Calcium Ion Implicitly Modulates the Adsorption Ability of Ion-Dependent Type II Antifreeze Proteins on Ice/Water Interface: A Structural Insight

Ion dependent type II antifreeze proteins (AFPs) are unusual design of natural evolution for cold-acclimatization of fishes in Antarctic region. This class of protein requires Ca2+ to perform an unusual biological recognition, binding to specific ice plane. However, the ice-protein complex is yet to be characterized at molecular-scale. Here, using equilibrium simulations, free energy calculation and metadynamics, we have elucidated this unusual ice recognition phenomenon at atomistic level. Origin of ion selectivity has been critically investigated to identify the role of different ions on the dynamics and ice binding ability of the protein. We have demonstrated that within type II protein matrix, the preferred coordination number of Ca2+ is seven involving five protein atoms and two water molecules. Due to this coordination geometry, the ion binding loop adopts a flat solvent exposed conformation which helps the AFP to efficiently adsorb on prism plane. The ice binding surface (IBS) adsorbs on the ice surface mediated by a layer of ordered water. Structural synergy between the ice/water interface of prism plane and water structure around the IBS makes the adsorption highly favorable. On the other hand, the preferred geometry of the Zn2+ coordination sphere within the AFP matrix is tetrahedral.
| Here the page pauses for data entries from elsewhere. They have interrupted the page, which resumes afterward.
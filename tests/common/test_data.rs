//! Test data generation utilities.
//!
//! Grids, smooth test fields and band-limited periodic signals with known
//! closed forms.

#![allow(dead_code)]

use ndarray::{Array2, Array3};
use std::f64::consts::PI;

/// `n` points from `start` to `stop` inclusive.
pub fn linspace(start: f64, stop: f64, n: usize) -> Vec<f64> {
    if n == 1 {
        return vec![start];
    }
    let step = (stop - start) / (n - 1) as f64;
    let mut points: Vec<f64> = (0..n).map(|i| start + i as f64 * step).collect();
    points[n - 1] = stop;
    points
}

/// `n` points from `start` towards `stop`, leaving out `stop`.
pub fn linspace_open(start: f64, stop: f64, n: usize) -> Vec<f64> {
    let step = (stop - start) / n as f64;
    (0..n).map(|i| start + i as f64 * step).collect()
}

/// Strictly increasing but unevenly spaced nodes on `[start, stop]`.
pub fn uneven_nodes(start: f64, stop: f64, n: usize) -> Vec<f64> {
    linspace(0.0, 1.0, n)
        .into_iter()
        .map(|u| start + (stop - start) * (u + 0.1 * (PI * u).sin() * u * (1.0 - u)))
        .collect()
}

/// Samples of `f` on the Cartesian product of `x` and `y`.
pub fn grid_2d(x: &[f64], y: &[f64], f: impl Fn(f64, f64) -> f64) -> Array2<f64> {
    Array2::from_shape_fn((x.len(), y.len()), |(i, j)| f(x[i], y[j]))
}

/// Samples of `f` on the Cartesian product of `x`, `y` and `z`.
pub fn grid_3d(x: &[f64], y: &[f64], z: &[f64], f: impl Fn(f64, f64, f64) -> f64) -> Array3<f64> {
    Array3::from_shape_fn((x.len(), y.len(), z.len()), |(i, j, k)| {
        f(x[i], y[j], z[k])
    })
}

/// Band-limited 1-D test signal, highest frequency 3.
pub fn band_limited_1d(x: f64) -> f64 {
    2.0 * x.sin() + 4.0 * (3.0 * x).cos() + 1.0
}

/// Band-limited 2-D test signal, highest frequencies 2 in x and 5 in y.
pub fn band_limited_2d(x: f64, y: f64) -> f64 {
    2.0 * x.sin() - 1.2 * (2.0 * x).cos() + 3.0 * (3.0 * y).cos() - 2.0 * (5.0 * y).cos() + 1.0
}

/// Step from 0 to 1 at `x = 0`.
pub fn heaviside(x: f64) -> f64 {
    if x < 0.0 {
        0.0
    } else {
        1.0
    }
}
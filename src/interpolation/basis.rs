//! Per-cell basis functions.
//!
//! Every method reduces to one of three families on a cell: piecewise
//! constant, affine, or Hermite cubic. A cell contributes two node values and,
//! for the Hermite family, two node slopes.

use super::common::Cell;
use super::method::Method;

/// Basis family used on each cell.
#[derive(Debug, Clone, Copy, PartialEq, Eq)]
pub(crate) enum Family {
    Nearest,
    Linear,
    Hermite,
}

impl From<Method> for Family {
    fn from(method: Method) -> Self {
        match method {
            Method::Nearest => Family::Nearest,
            Method::Linear => Family::Linear,
            _ => Family::Hermite,
        }
    }
}

/// Coefficients on the left and right node values and node slopes of a cell.
#[derive(Debug, Clone, Copy, Default, PartialEq)]
pub(crate) struct Weights {
    pub value: [f64; 2],
    pub slope: [f64; 2],
}

impl Weights {
    /// Coefficient on the value (`slope == false`) or slope of corner `c`.
    #[inline]
    pub fn get(&self, slope: bool, c: usize) -> f64 {
        if slope {
            self.slope[c]
        } else {
            self.value[c]
        }
    }
}

/// k-th derivative in `t` of the shape functions.
pub(crate) fn shape(family: Family, t: f64, k: usize) -> Weights {
    match family {
        Family::Nearest => {
            if k > 0 {
                Weights::default()
            } else if t <= 0.5 {
                Weights {
                    value: [1.0, 0.0],
                    slope: [0.0; 2],
                }
            } else {
                Weights {
                    value: [0.0, 1.0],
                    slope: [0.0; 2],
                }
            }
        }
        Family::Linear => {
            let value = match k {
                0 => [1.0 - t, t],
                1 => [-1.0, 1.0],
                _ => [0.0, 0.0],
            };
            Weights {
                value,
                slope: [0.0; 2],
            }
        }
        Family::Hermite => {
            let t2 = t * t;
            let t3 = t2 * t;
            match k {
                0 => Weights {
                    value: [2.0 * t3 - 3.0 * t2 + 1.0, -2.0 * t3 + 3.0 * t2],
                    slope: [t3 - 2.0 * t2 + t, t3 - t2],
                },
                1 => Weights {
                    value: [6.0 * t2 - 6.0 * t, -6.0 * t2 + 6.0 * t],
                    slope: [3.0 * t2 - 4.0 * t + 1.0, 3.0 * t2 - 2.0 * t],
                },
                2 => Weights {
                    value: [12.0 * t - 6.0, -12.0 * t + 6.0],
                    slope: [6.0 * t - 4.0, 6.0 * t - 2.0],
                },
                3 => Weights {
                    value: [12.0, -12.0],
                    slope: [6.0, 6.0],
                },
                _ => Weights::default(),
            }
        }
    }
}

/// Weights of one axis for a given derivative order, with their partials
/// with respect to the cell's left and right node coordinates.
#[derive(Debug, Clone, Copy, Default)]
pub(crate) struct AxisWeights {
    pub weights: Weights,
    pub d_left: Weights,
    pub d_right: Weights,
}

/// Weights for the `order`-th derivative in `x` on a located cell.
pub(crate) fn axis_weights(family: Family, cell: &Cell, order: usize) -> AxisWeights {
    let Cell { t, width: h, .. } = *cell;
    let d = order as i32;
    let base = shape(family, t, order);
    let next = shape(family, t, order + 1);

    let value_scale = h.powi(-d);
    let slope_scale = h.powi(1 - d);

    let mut out = AxisWeights::default();
    for c in 0..2 {
        out.weights.value[c] = base.value[c] * value_scale;
        out.weights.slope[c] = base.slope[c] * slope_scale;

        let value_dt = next.value[c] * value_scale;
        let value_dh = -(d as f64) * base.value[c] * h.powi(-d - 1);
        let slope_dt = next.slope[c] * slope_scale;
        let slope_dh = (1 - d) as f64 * base.slope[c] * h.powi(-d);

        out.d_left.value[c] = value_dt * (t - 1.0) / h - value_dh;
        out.d_right.value[c] = -value_dt * t / h + value_dh;
        out.d_left.slope[c] = slope_dt * (t - 1.0) / h - slope_dh;
        out.d_right.slope[c] = -slope_dt * t / h + slope_dh;
    }
    out
}
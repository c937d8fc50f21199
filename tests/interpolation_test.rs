//! Integration tests for grid interpolation
//!
//! These tests check accuracy of every method against smooth closed-form
//! fields in one, two and three dimensions, along with the boundary and
//! periodic behaviour seen by callers.

mod common;

use common::assertions::{assert_all_nan, assert_allclose, assert_approx_eq};
use common::test_data;
use gridspline::{
    interp1d, interp2d, interp3d, BoundaryPolicy, Extrapolation, InterpOptions, Interpolator,
    Method,
};
use ndarray::ArrayView1;
use std::f64::consts::PI;
use std::thread;

/// Tolerance per method for `sin(x)` sampled at 100 nodes over one period.
fn tolerance_1d(method: Method) -> f64 {
    match method {
        Method::Nearest => 1e-1,
        Method::Linear => 1e-3,
        Method::Monotonic => 1e-3,
        Method::Monotonic0 => 1e-2,
        _ => 1e-5,
    }
}

#[test]
fn test_interp1d_accuracy_all_methods() {
    let xp = test_data::linspace(0.0, 2.0 * PI, 100);
    let fp: Vec<f64> = xp.iter().map(|x| x.sin()).collect();
    let xq = test_data::linspace(0.0, 2.0 * PI, 10_000);
    let expected: Vec<f64> = xq.iter().map(|x| x.sin()).collect();

    for method in Method::ALL {
        let options = InterpOptions::new(method);
        let free = interp1d(&xq, &xp, &fp, &options).unwrap();
        assert_allclose(&free, &expected, 1e-6, tolerance_1d(method));

        let interp = Interpolator::new_1d(&xp, ArrayView1::from(&fp[..]), &options).unwrap();
        let object = interp.evaluate_points(&[&xq], &[]).unwrap();
        assert_eq!(free, object, "{} free and object forms differ", method);
    }
}

#[test]
fn test_interp1d_scalar_query() {
    let xp = test_data::linspace(0.0, 2.0 * PI, 100);
    let fp: Vec<f64> = xp.iter().map(|x| x.sin()).collect();

    for method in Method::ALL {
        let fq = interp1d(&[0.0], &xp, &fp, &InterpOptions::new(method)).unwrap();
        assert_eq!(fq.len(), 1);
        assert_approx_eq(fq[0], 0.0, Some(1e-12));
    }
}

#[test]
fn test_cubic_matches_reference_scenario() {
    // sin on 100 nodes over [0, 2pi], queried at 200 points
    let xp = test_data::linspace(0.0, 2.0 * PI, 100);
    let fp: Vec<f64> = xp.iter().map(|x| x.sin()).collect();
    let xq = test_data::linspace(0.0, 2.0 * PI, 200);
    let expected: Vec<f64> = xq.iter().map(|x| x.sin()).collect();

    let fq = interp1d(&xq, &xp, &fp, &InterpOptions::new(Method::Cubic)).unwrap();
    assert_allclose(&fq, &expected, 1e-6, 1e-5);
}

#[test]
fn test_interp1d_extrapolation() {
    let xp = test_data::linspace(0.0, 2.0 * PI, 200);
    let fp: Vec<f64> = xp.iter().map(|x| x.sin()).collect();
    let xq = test_data::linspace(-1.0, 2.0 * PI + 1.0, 10_000);

    let fq = interp1d(&xq, &xp, &fp, &InterpOptions::new(Method::Cubic)).unwrap();
    assert!(fq[0].is_nan());
    assert!(fq[fq.len() - 1].is_nan());
    // Missing points do not spoil the rest of the batch
    assert!(fq[5_000].is_finite());

    let options = InterpOptions::new(Method::Cubic).with_extrapolation(true);
    let fq = interp1d(&xq, &xp, &fp, &options).unwrap();
    assert!(fq.iter().all(|v| v.is_finite()));

    let options = InterpOptions::new(Method::Cubic).with_boundary(BoundaryPolicy::new(
        Extrapolation::Fill(-5.0),
        Extrapolation::Missing,
    ));
    let fq = interp1d(&[-0.5, 1.0, 7.0], &xp, &fp, &options).unwrap();
    assert_eq!(fq[0], -5.0);
    assert_approx_eq(fq[1], 1.0_f64.sin(), Some(1e-5));
    assert!(fq[2].is_nan());
}

#[test]
fn test_interp1d_periodic() {
    let xp = test_data::linspace(0.0, 2.0 * PI, 200);
    let fp: Vec<f64> = xp.iter().map(|x| x.sin()).collect();
    let xq = test_data::linspace(-1.0, 2.0 * PI + 1.0, 10_000);
    let expected: Vec<f64> = xq.iter().map(|x| x.sin()).collect();

    let options = InterpOptions::new(Method::Cubic).with_period(2.0 * PI);
    let fq = interp1d(&xq, &xp, &fp, &options).unwrap();
    assert_allclose(&fq, &expected, 1e-6, 1e-4);
}

#[test]
fn test_periodic_query_matches_canonical_representative() {
    let xp = test_data::linspace_open(0.0, 2.0 * PI, 24);
    let fp: Vec<f64> = xp.iter().map(|x| (2.0 * x).cos() + 0.3 * x.sin()).collect();
    let xq = [0.1, 1.3, 2.9, 4.4, 6.0];
    let shifted: Vec<f64> = xq.iter().map(|x| x + 4.0 * PI).collect();
    let negative: Vec<f64> = xq.iter().map(|x| x - 2.0 * PI).collect();

    for method in Method::ALL {
        for derivative in 0..=2 {
            let options = InterpOptions::new(method)
                .with_period(2.0 * PI)
                .with_derivative(derivative);
            let base = interp1d(&xq, &xp, &fp, &options).unwrap();
            let up = interp1d(&shifted, &xp, &fp, &options).unwrap();
            let down = interp1d(&negative, &xp, &fp, &options).unwrap();
            assert_allclose(&up, &base, 0.0, 1e-9);
            assert_allclose(&down, &base, 0.0, 1e-9);
        }
    }
}

#[test]
fn test_periodic_seam_is_smooth() {
    let xp = test_data::linspace_open(0.0, 2.0 * PI, 40);
    let fp: Vec<f64> = xp.iter().map(|x| x.cos()).collect();
    let options = InterpOptions::new(Method::Cubic)
        .with_period(2.0 * PI)
        .with_derivative(1);

    let eps = 1e-9;
    let left = interp1d(&[2.0 * PI - eps], &xp, &fp, &options).unwrap()[0];
    let right = interp1d(&[eps], &xp, &fp, &options).unwrap()[0];
    assert_approx_eq(left, right, Some(1e-6));
    assert_approx_eq(right, 0.0, Some(1e-3));
}

#[test]
fn test_interp1d_monotonic_step() {
    // Linear ramp with a jump between nodes 1 and 2
    let x = test_data::linspace(-4.0, 5.0, 10);
    let f: Vec<f64> = x
        .iter()
        .map(|&v| test_data::heaviside(v - 1.5) + 0.1 * v)
        .collect();
    let xq = test_data::linspace(-4.0, 5.0, 1000);

    let slope = |method: Method| {
        let options = InterpOptions::new(method).with_derivative(1);
        interp1d(&xq, &x, &f, &options).unwrap()
    };
    let min = |v: &[f64]| v.iter().copied().fold(f64::INFINITY, f64::min);

    let dfc = slope(Method::Cubic);
    let dfm = slope(Method::Monotonic);
    let dfm0 = slope(Method::Monotonic0);

    assert!(min(&dfc) < 0.0, "cubic should undershoot");
    assert!(min(&dfm) > 0.0, "monotonic should stay increasing");
    assert!(min(&dfm0) >= -1e-14, "monotonic-0 should not overshoot");
    assert_approx_eq(dfm0[0], 0.0, Some(1e-12));
    assert_approx_eq(dfm0[dfm0.len() - 1], 0.0, Some(1e-12));
}

#[test]
fn test_second_derivative() {
    let xp = test_data::linspace(0.0, 2.0 * PI, 200);
    let fp: Vec<f64> = xp.iter().map(|x| x.sin()).collect();
    let xq = test_data::linspace(0.5, 5.5, 50);
    let expected: Vec<f64> = xq.iter().map(|x| -x.sin()).collect();

    let options = InterpOptions::new(Method::Cubic2).with_derivative(2);
    let fq = interp1d(&xq, &xp, &fp, &options).unwrap();
    assert_allclose(&fq, &expected, 0.0, 1e-3);
}

#[test]
fn test_interp1d_uneven_nodes() {
    let xp = test_data::uneven_nodes(0.0, 3.0, 60);
    let fp: Vec<f64> = xp.iter().map(|x| x.exp()).collect();
    let xq = test_data::linspace(0.0, 3.0, 500);
    let expected: Vec<f64> = xq.iter().map(|x| x.exp()).collect();

    for method in [
        Method::Cubic,
        Method::Cubic2,
        Method::CatmullRom,
        Method::Monotonic,
    ] {
        let fq = interp1d(&xq, &xp, &fp, &InterpOptions::new(method)).unwrap();
        assert_allclose(&fq, &expected, 1e-3, 1e-3);
    }
}

#[test]
fn test_interp2d_accuracy_periodic() {
    let xp = test_data::linspace(0.0, 2.0 * PI, 99);
    let yp = test_data::linspace(0.0, 2.0 * PI, 40);
    let field = |x: f64, y: f64| x.sin() * y.cos();
    let fp = test_data::grid_2d(&xp, &yp, field);

    // Queries run past one period in x and wrap around
    let xq = test_data::linspace(0.0, 3.0 * PI, 1000);
    let yq = test_data::linspace(0.0, 2.0 * PI, 1000);
    let expected: Vec<f64> = xq.iter().zip(&yq).map(|(&x, &y)| field(x, y)).collect();

    let cases = [
        (Method::Nearest, 0.2),
        (Method::Linear, 1e-2),
        (Method::Cubic, 2e-3),
        (Method::Cubic2, 2e-3),
        (Method::CatmullRom, 2e-3),
        (Method::Cardinal, 2e-3),
        (Method::Monotonic, 1e-2),
    ];

    for (method, atol) in cases {
        let options = InterpOptions::new(method).with_period(2.0 * PI);
        let free = interp2d(&xq, &yq, &xp, &yp, fp.view(), &options).unwrap();
        assert_allclose(&free, &expected, 1e-5, atol);

        let interp = Interpolator::new_2d(&xp, &yp, fp.view(), &options).unwrap();
        let object = interp.evaluate_points(&[&xq, &yq], &[]).unwrap();
        assert_eq!(free, object, "{} free and object forms differ", method);
    }
}

#[test]
fn test_interp2d_mixed_periodicity_and_derivatives() {
    let xp = test_data::linspace(0.0, 2.0, 30);
    let yp = test_data::linspace_open(0.0, 2.0 * PI, 96);
    let fp = test_data::grid_2d(&xp, &yp, |x, y| x * x * y.sin());

    let options = InterpOptions::new(Method::Cubic)
        .with_periods(vec![None, Some(2.0 * PI)])
        .with_derivatives(vec![1, 1]);

    let xq = [0.3, 1.1, 1.7];
    let yq = [-0.4, 2.0, 7.5];
    let fq = interp2d(&xq, &yq, &xp, &yp, fp.view(), &options).unwrap();
    for i in 0..3 {
        assert_approx_eq(fq[i], 2.0 * xq[i] * yq[i].cos(), Some(5e-3));
    }

    // Only the non-periodic axis can leave the domain
    let options = options.with_derivatives(vec![0, 0]);
    let fq = interp2d(&[2.5, 1.0], &[1.0, 20.0], &xp, &yp, fp.view(), &options).unwrap();
    assert!(fq[0].is_nan());
    assert_approx_eq(fq[1], 20.0_f64.sin(), Some(1e-3));
}

#[test]
fn test_interp2d_missing_on_any_axis() {
    let xp = test_data::linspace(0.0, 1.0, 5);
    let yp = test_data::linspace(0.0, 1.0, 6);
    let fp = test_data::grid_2d(&xp, &yp, |x, y| x + y);

    let options = InterpOptions::new(Method::Linear);
    let fq = interp2d(
        &[0.5, -0.1, 0.5, 1.2],
        &[0.5, 0.5, 1.1, -3.0],
        &xp,
        &yp,
        fp.view(),
        &options,
    )
    .unwrap();
    assert_approx_eq(fq[0], 1.0, Some(1e-12));
    assert_all_nan(&fq[1..]);

    let options = options.with_extrapolation(true);
    let fq = interp2d(&[1.5], &[-0.5], &xp, &yp, fp.view(), &options).unwrap();
    assert_approx_eq(fq[0], 1.0, Some(1e-12));
}

#[test]
fn test_interp3d_accuracy() {
    let xp = test_data::linspace(0.0, PI, 20);
    let yp = test_data::linspace(0.0, 2.0 * PI, 30);
    let zp = test_data::linspace(0.0, 3.0, 25);
    let field = |x: f64, y: f64, z: f64| x.sin() * y.cos() * z * z;
    let fp = test_data::grid_3d(&xp, &yp, &zp, field);

    let xq = test_data::linspace(0.0, PI, 1000);
    let yq = test_data::linspace(0.0, 2.0 * PI, 1000);
    let zq = test_data::linspace(0.0, 3.0, 1000);
    let expected: Vec<f64> = (0..1000).map(|i| field(xq[i], yq[i], zq[i])).collect();

    let cases = [
        (Method::Nearest, 1.0),
        (Method::Linear, 1e-1),
        (Method::Cubic, 5.5e-3),
        (Method::Cubic2, 5.5e-3),
        (Method::CatmullRom, 5.5e-3),
        (Method::Cardinal, 5.5e-3),
        (Method::Monotonic, 5e-2),
    ];

    for (method, atol) in cases {
        let options = InterpOptions::new(method);
        let free = interp3d(&xq, &yq, &zq, &xp, &yp, &zp, fp.view(), &options).unwrap();
        assert_allclose(&free, &expected, 1e-5, atol);

        let interp = Interpolator::new_3d(&xp, &yp, &zp, fp.view(), &options).unwrap();
        let object = interp.evaluate_points(&[&xq, &yq, &zq], &[]).unwrap();
        assert_eq!(free, object, "{} free and object forms differ", method);
    }

    let fq = interp3d(&[0.0], &[0.0], &[0.0], &xp, &yp, &zp, fp.view(), &InterpOptions::default())
        .unwrap();
    assert_approx_eq(fq[0], 0.0, Some(1e-12));
}

#[test]
fn test_interp3d_reproduces_trilinear_field() {
    let xp = test_data::uneven_nodes(-1.0, 1.0, 7);
    let yp = test_data::linspace(0.0, 4.0, 5);
    let zp = test_data::linspace(2.0, 3.0, 4);
    let field = |x: f64, y: f64, z: f64| 1.0 + x - 2.0 * y + 0.5 * z + x * y * z;
    let fp = test_data::grid_3d(&xp, &yp, &zp, field);

    let point = [0.3, 2.7, 2.2];
    for method in [Method::Linear, Method::Cubic, Method::Cubic2, Method::Monotonic] {
        let interp =
            Interpolator::new_3d(&xp, &yp, &zp, fp.view(), &InterpOptions::new(method)).unwrap();
        assert_approx_eq(
            interp.evaluate_point(&point, &[]).unwrap(),
            field(point[0], point[1], point[2]),
            Some(1e-10),
        );
        // d3f/dxdydz of the trilinear field is one everywhere
        assert_approx_eq(
            interp.evaluate_point(&point, &[1, 1, 1]).unwrap(),
            1.0,
            Some(1e-9),
        );
    }
}

#[test]
fn test_shared_interpolator_across_threads() {
    let xp = test_data::linspace(0.0, 2.0 * PI, 64);
    let yp = test_data::linspace(0.0, 1.0, 16);
    let fp = test_data::grid_2d(&xp, &yp, |x, y| x.sin() + y);
    let interp = Interpolator::new_2d(&xp, &yp, fp.view(), &InterpOptions::default())
        .unwrap()
        .into_shared();

    let handles: Vec<_> = (0..4)
        .map(|t| {
            let interp = interp.clone();
            thread::spawn(move || {
                let xq: Vec<f64> = (0..500).map(|i| (i + t) as f64 * 0.01).collect();
                let yq = [0.25 * t as f64];
                let values = interp.evaluate_points(&[&xq, &yq], &[]).unwrap();
                (xq, yq[0], values)
            })
        })
        .collect();

    for handle in handles {
        let (xq, y, values) = handle.join().unwrap();
        let expected: Vec<f64> = xq.iter().map(|x| x.sin() + y).collect();
        assert_allclose(&values, &expected, 0.0, 1e-3);
    }
}

#[test]
fn test_options_from_json() {
    let options: InterpOptions = serde_json::from_str(
        r#"{"method": "catmull-rom", "extrapolation": {"lower": "extend", "upper": {"fill": 2.0}}}"#,
    )
    .unwrap();
    let xp = [0.0, 1.0, 2.0, 3.0];
    let fp = [0.0, 1.0, 2.0, 3.0];

    let fq = interp1d(&[-1.0, 4.0], &xp, &fp, &options).unwrap();
    assert_approx_eq(fq[0], -1.0, Some(1e-12));
    assert_eq!(fq[1], 2.0);
}
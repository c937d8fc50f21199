//! Assertion utilities for testing.
//!
//! This module provides helper functions for making assertions in tests,
//! particularly for floating-point comparisons.

#![allow(dead_code)]

/// Default epsilon for floating-point comparisons
pub const DEFAULT_EPSILON: f64 = 1e-10;

/// Assert that two floating-point values are approximately equal.
///
/// # Arguments
///
/// * `actual` - The actual value
/// * `expected` - The expected value
/// * `epsilon` - The maximum allowed difference (default: 1e-10)
///
/// # Panics
///
/// Panics if the absolute difference between `actual` and `expected` is greater than `epsilon`.
pub fn assert_approx_eq(actual: f64, expected: f64, epsilon: Option<f64>) {
    let epsilon = epsilon.unwrap_or(DEFAULT_EPSILON);
    let diff = (actual - expected).abs();

    assert!(
        diff <= epsilon,
        "Values not approximately equal: actual = {}, expected = {}, diff = {}, epsilon = {}",
        actual,
        expected,
        diff,
        epsilon
    );
}

/// Assert that two arrays of floating-point values are approximately element-wise equal.
///
/// An element passes when it is within `atol + rtol * |expected|`.
///
/// # Panics
///
/// Panics if the arrays have different lengths or if any element-wise comparison fails.
pub fn assert_allclose(actual: &[f64], expected: &[f64], rtol: f64, atol: f64) {
    assert_eq!(
        actual.len(),
        expected.len(),
        "Arrays have different lengths: actual = {}, expected = {}",
        actual.len(),
        expected.len()
    );

    for (i, (a, e)) in actual.iter().zip(expected.iter()).enumerate() {
        let diff = (a - e).abs();
        let tol = atol + rtol * e.abs();

        assert!(
            diff <= tol,
            "Arrays differ at index {}: actual = {}, expected = {}, diff = {}, tolerance = {}",
            i,
            a,
            e,
            diff,
            tol
        );
    }
}

/// Assert that every value is NaN.
pub fn assert_all_nan(actual: &[f64]) {
    for (i, a) in actual.iter().enumerate() {
        assert!(a.is_nan(), "Expected NaN at index {}, got {}", i, a);
    }
}

/// Assert that a result is within expected bounds.
///
/// # Panics
///
/// Panics if `actual` is less than `min` or greater than `max`.
pub fn assert_in_range(actual: f64, min: f64, max: f64) {
    assert!(
        actual >= min && actual <= max,
        "Value not in range: actual = {}, min = {}, max = {}",
        actual,
        min,
        max
    );
}

#[cfg(test)]
mod tests {
    use super::*;

    #[test]
    fn test_assert_approx_eq() {
        assert_approx_eq(1.0, 1.0, None);
        assert_approx_eq(1.0, 1.0 + 1e-12, None);
        assert_approx_eq(1.0, 1.001, Some(0.01));
    }

    #[test]
    fn test_assert_allclose() {
        assert_allclose(&[1.0, 2.0, 3.0], &[1.0, 2.0, 3.0], 0.0, 0.0);
        assert_allclose(&[100.0, 2.0], &[100.1, 2.0], 1e-2, 0.0);
        assert_allclose(&[1.0, 2.0], &[1.001, 2.001], 0.0, 0.01);
    }

    #[test]
    fn test_assert_in_range() {
        assert_in_range(5.0, 0.0, 10.0);
        assert_in_range(0.0, 0.0, 10.0);
        assert_in_range(10.0, 0.0, 10.0);
    }
}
The numbers of the coordination as well as the coordination bond lengths both are smaller for Zn2+ in comparison to Ca2+. Thus to optimize the coordination sphere for Zn2+ within the protein matrix, a kink is introduced in the ion binding loop, a part of the IBS. Therefore, the IBS and ice surface complementarity is greatly perturbed which leads to less effective adsorption.